DATA SECTION –
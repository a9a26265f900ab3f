//! Handler registration and event dispatch for the usagi bot.
//!
//! - [`registry`] — the frozen handler table with verify predicates and
//!   normalized [`Verdict`]s;
//! - [`wait`] — per-party wait slots for conversational continuation;
//! - [`context`] — the per-invocation [`HandlerContext`] with
//!   `wait_for_reply`;
//! - [`dispatcher`] — routing of inbound events.

pub mod context;
pub mod dispatcher;
pub mod registry;
pub mod wait;

pub use context::{HandlerContext, Outbound};
pub use dispatcher::Dispatcher;
pub use registry::{HandlerRegistry, Registration, RegistryBuilder, Verdict};
pub use wait::{WaitTable, WaitToken};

WHAT TO DO –
Nothing in the data may be left out. Copy all of it exactly.

ANSWER BELOW –
repository a9a26265f900ab3f
//! Handler registration and event dispatch for the usagi bot.
//!
//! - [`registry`] — the frozen handler table with verify predicates and
//!   normalized [`Verdict`]s;
//! - [`wait`] — per-party wait slots for conversational continuation;
//! - [`context`] — the per-invocation [`HandlerContext`] with
//!   `wait_for_reply`;
//! - [`dispatcher`] — routing of inbound events.

pub mod context;
pub mod dispatcher;
pub mod registry;
pub mod wait;

pub use context::{HandlerContext, Outbound};
pub use dispatcher::Dispatcher;
pub use registry::{HandlerRegistry, Registration, RegistryBuilder, Verdict};
pub use wait::{WaitTable, WaitToken};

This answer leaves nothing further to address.